● WHAT YOU SHOULD DO
Give the number of lines in the records below that contain the word "used". State only that number.
※
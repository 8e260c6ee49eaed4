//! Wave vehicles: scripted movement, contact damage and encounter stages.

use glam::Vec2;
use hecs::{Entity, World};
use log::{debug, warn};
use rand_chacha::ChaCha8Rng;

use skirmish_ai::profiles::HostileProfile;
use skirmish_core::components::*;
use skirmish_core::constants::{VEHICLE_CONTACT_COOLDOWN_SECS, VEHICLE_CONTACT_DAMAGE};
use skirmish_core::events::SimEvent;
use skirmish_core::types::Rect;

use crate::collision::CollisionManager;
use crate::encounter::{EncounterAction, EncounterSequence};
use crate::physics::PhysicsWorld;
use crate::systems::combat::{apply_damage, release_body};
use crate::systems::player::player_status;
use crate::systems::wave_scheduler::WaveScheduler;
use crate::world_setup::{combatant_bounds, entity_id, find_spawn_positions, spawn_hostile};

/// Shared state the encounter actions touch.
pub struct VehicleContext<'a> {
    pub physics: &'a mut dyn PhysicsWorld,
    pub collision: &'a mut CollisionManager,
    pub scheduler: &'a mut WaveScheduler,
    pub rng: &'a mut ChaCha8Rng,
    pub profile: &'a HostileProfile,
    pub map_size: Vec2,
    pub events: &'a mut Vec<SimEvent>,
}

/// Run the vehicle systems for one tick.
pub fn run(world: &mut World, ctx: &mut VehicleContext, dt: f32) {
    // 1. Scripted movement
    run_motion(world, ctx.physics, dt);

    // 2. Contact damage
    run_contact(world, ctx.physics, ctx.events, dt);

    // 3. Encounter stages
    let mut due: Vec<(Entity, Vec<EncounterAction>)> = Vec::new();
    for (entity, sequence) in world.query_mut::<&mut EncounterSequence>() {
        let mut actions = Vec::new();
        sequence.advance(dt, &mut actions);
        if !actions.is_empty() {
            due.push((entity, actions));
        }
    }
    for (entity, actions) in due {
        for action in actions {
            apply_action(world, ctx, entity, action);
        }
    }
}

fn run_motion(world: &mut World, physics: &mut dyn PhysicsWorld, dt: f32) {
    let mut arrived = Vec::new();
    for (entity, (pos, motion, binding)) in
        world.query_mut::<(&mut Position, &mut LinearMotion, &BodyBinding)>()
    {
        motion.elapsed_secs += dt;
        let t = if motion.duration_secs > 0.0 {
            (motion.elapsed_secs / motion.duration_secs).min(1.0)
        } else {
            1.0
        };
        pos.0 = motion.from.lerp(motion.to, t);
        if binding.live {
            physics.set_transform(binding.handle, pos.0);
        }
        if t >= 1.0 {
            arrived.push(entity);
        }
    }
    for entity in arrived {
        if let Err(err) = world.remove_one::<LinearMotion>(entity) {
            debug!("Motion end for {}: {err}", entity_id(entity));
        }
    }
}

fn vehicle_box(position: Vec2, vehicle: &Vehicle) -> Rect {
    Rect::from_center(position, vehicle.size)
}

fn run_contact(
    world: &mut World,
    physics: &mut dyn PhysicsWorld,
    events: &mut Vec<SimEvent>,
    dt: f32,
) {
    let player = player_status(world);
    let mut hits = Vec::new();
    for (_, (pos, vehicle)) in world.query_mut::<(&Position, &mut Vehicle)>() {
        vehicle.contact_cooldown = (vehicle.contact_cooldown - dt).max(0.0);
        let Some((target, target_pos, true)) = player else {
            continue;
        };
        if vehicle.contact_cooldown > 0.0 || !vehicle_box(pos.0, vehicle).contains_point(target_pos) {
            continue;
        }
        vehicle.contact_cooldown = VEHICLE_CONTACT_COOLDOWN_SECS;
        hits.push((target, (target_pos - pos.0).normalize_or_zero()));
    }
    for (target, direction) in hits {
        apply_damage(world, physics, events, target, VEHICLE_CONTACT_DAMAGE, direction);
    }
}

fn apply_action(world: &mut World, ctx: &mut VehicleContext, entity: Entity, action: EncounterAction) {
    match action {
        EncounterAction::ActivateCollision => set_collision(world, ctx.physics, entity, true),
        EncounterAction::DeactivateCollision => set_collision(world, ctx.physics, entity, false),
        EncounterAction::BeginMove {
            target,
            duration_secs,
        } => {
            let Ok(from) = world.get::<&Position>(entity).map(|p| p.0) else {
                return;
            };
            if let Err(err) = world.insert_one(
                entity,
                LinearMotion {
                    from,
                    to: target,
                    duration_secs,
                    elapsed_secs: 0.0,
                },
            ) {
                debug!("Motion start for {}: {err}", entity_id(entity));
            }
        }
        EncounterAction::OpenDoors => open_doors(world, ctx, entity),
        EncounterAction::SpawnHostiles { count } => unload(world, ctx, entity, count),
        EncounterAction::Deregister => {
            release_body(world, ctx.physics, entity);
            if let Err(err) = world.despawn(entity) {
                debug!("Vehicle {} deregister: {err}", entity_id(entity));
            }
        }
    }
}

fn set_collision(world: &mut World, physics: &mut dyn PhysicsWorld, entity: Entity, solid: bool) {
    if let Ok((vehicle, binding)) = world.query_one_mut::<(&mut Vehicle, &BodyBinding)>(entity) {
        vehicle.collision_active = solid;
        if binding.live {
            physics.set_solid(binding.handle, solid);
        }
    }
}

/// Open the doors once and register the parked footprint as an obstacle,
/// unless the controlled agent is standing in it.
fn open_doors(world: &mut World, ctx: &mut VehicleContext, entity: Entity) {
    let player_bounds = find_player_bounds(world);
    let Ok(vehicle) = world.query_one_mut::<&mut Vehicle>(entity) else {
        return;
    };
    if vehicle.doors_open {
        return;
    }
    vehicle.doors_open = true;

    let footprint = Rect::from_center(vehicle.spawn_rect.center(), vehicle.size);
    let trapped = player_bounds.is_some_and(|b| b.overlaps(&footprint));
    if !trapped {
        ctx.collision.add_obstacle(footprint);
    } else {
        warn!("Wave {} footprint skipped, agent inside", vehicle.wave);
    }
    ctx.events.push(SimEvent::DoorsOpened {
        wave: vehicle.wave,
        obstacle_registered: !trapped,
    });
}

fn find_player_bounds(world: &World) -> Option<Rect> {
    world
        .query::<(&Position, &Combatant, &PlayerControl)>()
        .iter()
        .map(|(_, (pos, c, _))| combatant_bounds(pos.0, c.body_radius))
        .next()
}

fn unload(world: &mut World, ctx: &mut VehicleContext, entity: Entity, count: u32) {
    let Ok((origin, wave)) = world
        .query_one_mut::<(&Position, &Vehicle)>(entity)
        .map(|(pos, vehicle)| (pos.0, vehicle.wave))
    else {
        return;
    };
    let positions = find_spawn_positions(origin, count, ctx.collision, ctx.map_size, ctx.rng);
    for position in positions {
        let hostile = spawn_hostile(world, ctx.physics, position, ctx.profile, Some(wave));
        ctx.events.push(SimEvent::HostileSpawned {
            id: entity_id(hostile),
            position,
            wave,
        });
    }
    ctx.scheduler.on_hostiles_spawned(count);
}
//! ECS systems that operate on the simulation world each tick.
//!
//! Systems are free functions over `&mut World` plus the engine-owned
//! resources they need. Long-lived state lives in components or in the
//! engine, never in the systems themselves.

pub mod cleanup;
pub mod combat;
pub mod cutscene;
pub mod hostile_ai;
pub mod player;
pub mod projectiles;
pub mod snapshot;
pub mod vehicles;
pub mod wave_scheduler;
※
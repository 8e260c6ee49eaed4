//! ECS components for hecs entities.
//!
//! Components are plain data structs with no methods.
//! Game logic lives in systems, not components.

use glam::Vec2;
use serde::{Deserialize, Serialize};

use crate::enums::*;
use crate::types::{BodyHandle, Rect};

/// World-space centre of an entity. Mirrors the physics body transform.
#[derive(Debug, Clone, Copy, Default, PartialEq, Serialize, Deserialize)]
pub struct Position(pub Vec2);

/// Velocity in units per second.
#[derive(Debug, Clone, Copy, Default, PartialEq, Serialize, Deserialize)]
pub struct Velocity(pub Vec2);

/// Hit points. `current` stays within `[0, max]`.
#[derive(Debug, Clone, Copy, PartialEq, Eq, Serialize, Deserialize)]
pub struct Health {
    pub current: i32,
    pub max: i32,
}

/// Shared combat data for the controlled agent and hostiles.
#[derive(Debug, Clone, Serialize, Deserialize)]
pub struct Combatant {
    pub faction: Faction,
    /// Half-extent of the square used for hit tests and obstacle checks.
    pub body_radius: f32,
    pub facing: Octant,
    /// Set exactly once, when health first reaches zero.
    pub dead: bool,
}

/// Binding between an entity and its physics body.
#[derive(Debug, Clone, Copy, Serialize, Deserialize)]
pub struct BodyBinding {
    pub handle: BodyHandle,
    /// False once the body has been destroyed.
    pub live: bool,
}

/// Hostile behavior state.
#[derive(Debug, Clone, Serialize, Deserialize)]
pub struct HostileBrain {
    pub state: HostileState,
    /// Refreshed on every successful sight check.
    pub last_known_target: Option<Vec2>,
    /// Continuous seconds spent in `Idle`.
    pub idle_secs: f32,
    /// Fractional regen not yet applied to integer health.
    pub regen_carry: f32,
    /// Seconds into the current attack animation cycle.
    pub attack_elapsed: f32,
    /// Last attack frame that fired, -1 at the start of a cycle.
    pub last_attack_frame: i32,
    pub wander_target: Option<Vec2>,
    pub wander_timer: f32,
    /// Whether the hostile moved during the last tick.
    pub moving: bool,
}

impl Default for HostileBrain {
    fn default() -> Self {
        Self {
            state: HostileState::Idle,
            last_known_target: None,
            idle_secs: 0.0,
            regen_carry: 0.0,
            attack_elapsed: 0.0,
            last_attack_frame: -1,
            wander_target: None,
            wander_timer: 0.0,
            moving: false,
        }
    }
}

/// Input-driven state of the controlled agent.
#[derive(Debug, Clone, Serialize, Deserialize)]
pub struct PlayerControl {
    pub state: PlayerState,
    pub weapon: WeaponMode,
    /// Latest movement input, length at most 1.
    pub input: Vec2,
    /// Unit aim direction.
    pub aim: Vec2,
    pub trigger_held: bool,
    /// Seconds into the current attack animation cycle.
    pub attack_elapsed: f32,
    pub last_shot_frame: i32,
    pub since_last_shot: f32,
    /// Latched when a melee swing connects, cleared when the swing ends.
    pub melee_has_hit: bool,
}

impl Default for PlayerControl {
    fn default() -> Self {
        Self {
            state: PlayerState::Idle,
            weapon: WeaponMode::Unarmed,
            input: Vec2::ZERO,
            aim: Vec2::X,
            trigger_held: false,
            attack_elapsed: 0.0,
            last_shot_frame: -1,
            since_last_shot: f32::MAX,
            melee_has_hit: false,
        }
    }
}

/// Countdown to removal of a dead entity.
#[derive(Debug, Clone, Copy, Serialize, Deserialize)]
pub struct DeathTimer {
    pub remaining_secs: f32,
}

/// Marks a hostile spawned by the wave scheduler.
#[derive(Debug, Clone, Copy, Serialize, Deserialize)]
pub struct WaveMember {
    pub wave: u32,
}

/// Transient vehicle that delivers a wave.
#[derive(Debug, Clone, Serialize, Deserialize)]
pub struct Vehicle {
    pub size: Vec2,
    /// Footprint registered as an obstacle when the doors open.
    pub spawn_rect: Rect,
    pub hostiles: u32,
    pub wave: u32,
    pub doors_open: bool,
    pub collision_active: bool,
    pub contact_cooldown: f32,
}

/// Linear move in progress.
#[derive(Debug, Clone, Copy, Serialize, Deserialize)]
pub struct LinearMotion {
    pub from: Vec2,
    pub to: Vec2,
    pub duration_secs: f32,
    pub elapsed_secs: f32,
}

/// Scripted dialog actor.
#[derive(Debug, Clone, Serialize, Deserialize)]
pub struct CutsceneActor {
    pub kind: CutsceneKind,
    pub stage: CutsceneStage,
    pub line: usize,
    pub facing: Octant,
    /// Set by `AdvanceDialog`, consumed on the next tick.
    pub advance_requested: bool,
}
※
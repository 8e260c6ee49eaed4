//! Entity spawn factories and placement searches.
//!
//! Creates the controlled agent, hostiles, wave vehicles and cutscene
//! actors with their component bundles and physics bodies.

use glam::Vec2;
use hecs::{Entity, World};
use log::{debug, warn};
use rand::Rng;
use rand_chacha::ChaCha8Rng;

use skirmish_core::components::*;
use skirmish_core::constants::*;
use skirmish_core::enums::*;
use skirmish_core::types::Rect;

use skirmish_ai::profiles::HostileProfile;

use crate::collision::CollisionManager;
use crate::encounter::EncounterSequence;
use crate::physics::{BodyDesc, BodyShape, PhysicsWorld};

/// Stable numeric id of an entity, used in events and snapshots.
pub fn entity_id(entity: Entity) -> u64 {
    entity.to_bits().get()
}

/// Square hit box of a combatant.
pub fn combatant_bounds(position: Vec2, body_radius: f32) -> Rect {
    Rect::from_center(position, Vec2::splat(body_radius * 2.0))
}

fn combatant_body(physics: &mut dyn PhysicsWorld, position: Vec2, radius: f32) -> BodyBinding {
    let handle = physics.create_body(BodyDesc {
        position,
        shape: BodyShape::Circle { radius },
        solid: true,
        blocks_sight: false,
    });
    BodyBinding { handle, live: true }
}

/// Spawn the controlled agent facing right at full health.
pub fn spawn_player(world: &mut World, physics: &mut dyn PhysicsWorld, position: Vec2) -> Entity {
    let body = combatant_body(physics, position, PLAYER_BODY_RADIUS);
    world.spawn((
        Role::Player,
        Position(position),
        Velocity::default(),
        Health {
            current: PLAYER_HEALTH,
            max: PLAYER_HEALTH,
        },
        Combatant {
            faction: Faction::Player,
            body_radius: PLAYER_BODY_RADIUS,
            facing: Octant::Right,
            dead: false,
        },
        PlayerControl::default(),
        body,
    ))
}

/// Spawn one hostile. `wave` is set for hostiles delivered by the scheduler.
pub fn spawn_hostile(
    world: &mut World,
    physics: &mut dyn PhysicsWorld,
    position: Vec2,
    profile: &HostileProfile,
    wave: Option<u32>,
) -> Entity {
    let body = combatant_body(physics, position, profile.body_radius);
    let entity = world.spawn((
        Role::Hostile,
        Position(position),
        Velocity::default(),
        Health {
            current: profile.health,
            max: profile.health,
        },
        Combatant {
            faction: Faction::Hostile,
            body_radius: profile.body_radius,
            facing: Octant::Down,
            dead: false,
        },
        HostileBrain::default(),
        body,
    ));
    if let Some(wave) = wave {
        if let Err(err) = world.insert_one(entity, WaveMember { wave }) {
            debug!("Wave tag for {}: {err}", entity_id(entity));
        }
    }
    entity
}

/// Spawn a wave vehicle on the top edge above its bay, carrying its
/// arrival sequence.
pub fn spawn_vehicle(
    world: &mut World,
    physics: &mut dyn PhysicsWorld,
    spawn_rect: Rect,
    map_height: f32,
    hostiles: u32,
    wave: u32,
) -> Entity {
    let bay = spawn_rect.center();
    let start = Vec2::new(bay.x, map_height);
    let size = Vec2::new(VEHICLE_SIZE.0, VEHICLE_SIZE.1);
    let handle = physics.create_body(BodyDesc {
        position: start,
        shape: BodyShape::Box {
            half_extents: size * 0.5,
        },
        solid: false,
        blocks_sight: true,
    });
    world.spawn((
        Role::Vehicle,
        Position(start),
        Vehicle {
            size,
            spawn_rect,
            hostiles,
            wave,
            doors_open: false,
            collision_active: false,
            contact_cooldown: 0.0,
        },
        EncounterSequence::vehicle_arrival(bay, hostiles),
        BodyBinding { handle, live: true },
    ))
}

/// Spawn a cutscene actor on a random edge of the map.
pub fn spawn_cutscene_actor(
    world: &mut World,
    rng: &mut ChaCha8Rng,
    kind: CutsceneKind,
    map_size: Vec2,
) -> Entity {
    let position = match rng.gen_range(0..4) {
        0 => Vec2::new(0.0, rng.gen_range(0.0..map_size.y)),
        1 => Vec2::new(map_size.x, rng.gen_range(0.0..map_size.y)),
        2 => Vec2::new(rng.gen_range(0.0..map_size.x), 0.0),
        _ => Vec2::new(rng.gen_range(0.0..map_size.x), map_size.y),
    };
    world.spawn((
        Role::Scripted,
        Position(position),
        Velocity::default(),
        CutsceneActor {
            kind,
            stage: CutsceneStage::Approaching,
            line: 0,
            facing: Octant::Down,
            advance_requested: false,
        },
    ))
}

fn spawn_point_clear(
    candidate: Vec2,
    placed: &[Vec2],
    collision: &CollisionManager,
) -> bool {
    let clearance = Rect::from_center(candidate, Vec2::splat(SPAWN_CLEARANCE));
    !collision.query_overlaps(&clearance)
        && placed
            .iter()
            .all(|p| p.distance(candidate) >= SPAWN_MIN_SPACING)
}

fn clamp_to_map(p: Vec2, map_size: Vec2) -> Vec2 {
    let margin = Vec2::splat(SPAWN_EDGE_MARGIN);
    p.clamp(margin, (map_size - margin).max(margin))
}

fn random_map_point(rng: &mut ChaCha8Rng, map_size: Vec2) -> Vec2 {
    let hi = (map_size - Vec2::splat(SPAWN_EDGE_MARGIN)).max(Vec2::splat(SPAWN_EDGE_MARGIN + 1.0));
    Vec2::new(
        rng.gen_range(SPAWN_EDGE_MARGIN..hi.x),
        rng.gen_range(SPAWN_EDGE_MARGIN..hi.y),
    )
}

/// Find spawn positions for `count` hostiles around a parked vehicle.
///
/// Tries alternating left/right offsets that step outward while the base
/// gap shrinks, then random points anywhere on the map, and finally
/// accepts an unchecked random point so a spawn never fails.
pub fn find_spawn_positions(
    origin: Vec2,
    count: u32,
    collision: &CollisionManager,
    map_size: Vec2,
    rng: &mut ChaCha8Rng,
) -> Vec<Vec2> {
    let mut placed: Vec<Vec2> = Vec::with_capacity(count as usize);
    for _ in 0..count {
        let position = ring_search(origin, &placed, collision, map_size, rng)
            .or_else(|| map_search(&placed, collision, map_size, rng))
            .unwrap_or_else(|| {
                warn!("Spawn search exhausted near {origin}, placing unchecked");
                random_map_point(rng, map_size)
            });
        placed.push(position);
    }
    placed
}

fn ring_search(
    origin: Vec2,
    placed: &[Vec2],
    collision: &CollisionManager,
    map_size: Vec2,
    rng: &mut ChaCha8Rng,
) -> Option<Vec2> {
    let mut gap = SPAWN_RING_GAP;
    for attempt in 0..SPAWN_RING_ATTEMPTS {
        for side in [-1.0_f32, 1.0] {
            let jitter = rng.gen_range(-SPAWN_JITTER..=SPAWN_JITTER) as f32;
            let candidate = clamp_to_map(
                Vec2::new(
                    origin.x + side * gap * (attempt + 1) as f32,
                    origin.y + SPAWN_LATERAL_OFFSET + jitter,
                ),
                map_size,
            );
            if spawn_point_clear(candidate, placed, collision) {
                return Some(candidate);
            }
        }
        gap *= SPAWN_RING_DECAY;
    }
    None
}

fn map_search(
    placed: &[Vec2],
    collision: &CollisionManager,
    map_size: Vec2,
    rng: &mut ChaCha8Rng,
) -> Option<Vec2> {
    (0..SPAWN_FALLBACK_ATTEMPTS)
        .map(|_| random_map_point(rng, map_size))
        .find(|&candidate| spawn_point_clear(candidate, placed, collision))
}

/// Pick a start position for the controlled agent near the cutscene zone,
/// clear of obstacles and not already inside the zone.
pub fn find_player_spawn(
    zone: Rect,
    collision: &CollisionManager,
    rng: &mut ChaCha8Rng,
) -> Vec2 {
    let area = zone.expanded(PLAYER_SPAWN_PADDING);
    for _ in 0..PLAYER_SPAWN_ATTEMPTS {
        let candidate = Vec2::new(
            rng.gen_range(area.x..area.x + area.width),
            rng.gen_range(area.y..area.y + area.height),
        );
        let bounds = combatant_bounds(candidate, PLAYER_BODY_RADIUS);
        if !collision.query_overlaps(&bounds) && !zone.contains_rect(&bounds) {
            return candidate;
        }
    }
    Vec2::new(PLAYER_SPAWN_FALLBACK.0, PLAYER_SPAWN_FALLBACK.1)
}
※
● SOLUTION TO THIS PROBLEM
2